* _TASK TO CARRY OUT_:
Starting at the line that contains "this runs the", restate each line word for word through the final line of the data, keeping both ends.

* _SUPPLIED MATERIAL_:
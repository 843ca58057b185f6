//! Overall trust score.
//!
//! The score is a monotone product of the smoothed sign-in risk, a
//! location-risk factor, and a risk-window factor, clamped to [0,1].
//! Any input indicating higher risk can only lower the score.

use chrono::{NaiveDateTime, NaiveTime};
use cordon_core::{CordonError, CordonResult};
use cordon_store::{LocationPolicy, TIMESTAMP_FORMAT};

/// Risk classification of the request's origin country.
#[derive(Debug, Clone, Copy, PartialEq, Eq)]
pub enum LocationClass {
    /// On the high-risk list.
    High,
    /// On the medium-risk list.
    Medium,
    /// On the low-risk list.
    Low,
    /// On none of the lists.
    Unlisted,
}

impl LocationClass {
    /// Multiplicative score factor for this class. Unlisted countries are
    /// treated like low risk.
    pub fn factor(self) -> f64 {
        match self {
            Self::High => 0.2,
            Self::Medium => 0.6,
            Self::Low | Self::Unlisted => 1.0,
        }
    }
}

/// Classify a country code against the configured risk lists. High wins
/// over medium wins over low when a country appears on several.
pub fn classify_country(country: &str, policy: &LocationPolicy) -> LocationClass {
    if policy.high_risk.iter().any(|c| c == country) {
        LocationClass::High
    } else if policy.medium_risk.iter().any(|c| c == country) {
        LocationClass::Medium
    } else if policy.low_risk.iter().any(|c| c == country) {
        LocationClass::Low
    } else {
        LocationClass::Unlisted
    }
}

/// Extract the country code from a `City/CC` location string.
pub fn country_of(location: &str) -> &str {
    location.rsplit('/').next().unwrap_or(location)
}

/// Whether `at` falls inside the `[start, end)` time-of-day window.
/// A start later than the end denotes an overnight window.
pub fn in_risk_window(at: NaiveTime, start: NaiveTime, end: NaiveTime) -> bool {
    if start <= end {
        at >= start && at < end
    } else {
        at >= start || at < end
    }
}

/// Parse a collection timestamp.
pub fn parse_timestamp(s: &str) -> CordonResult<NaiveDateTime> {
    NaiveDateTime::parse_from_str(s, TIMESTAMP_FORMAT)
        .map_err(|e| CordonError::serialization(format!("timestamp '{s}': {e}")))
}

fn parse_time_of_day(s: &str) -> CordonResult<NaiveTime> {
    NaiveTime::parse_from_str(s, "%H:%M:%S")
        .map_err(|e| CordonError::serialization(format!("time of day '{s}': {e}")))
}

/// Compute the overall trust score for one access attempt.
///
/// Missing inputs are the caller's problem; by the time this runs the
/// evaluation has already resolved identity, latest request, and latest
/// auth event, failing closed if any were absent.
pub fn trust_score(
    sign_in_risk: f64,
    location: &str,
    request_time: &str,
    policy: &LocationPolicy,
) -> CordonResult<f64> {
    let class = classify_country(country_of(location), policy);
    let at = parse_timestamp(request_time)?.time();
    let window_start = parse_time_of_day(&policy.period_start)?;
    let window_end = parse_time_of_day(&policy.period_end)?;
    let window_factor = if in_risk_window(at, window_start, window_end) {
        0.5
    } else {
        1.0
    };

    Ok((sign_in_risk * class.factor() * window_factor).clamp(0.0, 1.0))
}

* _SOLUTION_:
/// Missing inputs are the caller's problem; by the time this runs the
/// evaluation has already resolved identity, latest request, and latest
/// auth event, failing closed if any were absent.
pub fn trust_score(
    sign_in_risk: f64,
    location: &str,
    request_time: &str,
    policy: &LocationPolicy,
) -> CordonResult<f64> {
    let class = classify_country(country_of(location), policy);
    let at = parse_timestamp(request_time)?.time();
    let window_start = parse_time_of_day(&policy.period_start)?;
    let window_end = parse_time_of_day(&policy.period_end)?;
    let window_factor = if in_risk_window(at, window_start, window_end) {
        0.5
    } else {
        1.0
    };

    Ok((sign_in_risk * class.factor() * window_factor).clamp(0.0, 1.0))
}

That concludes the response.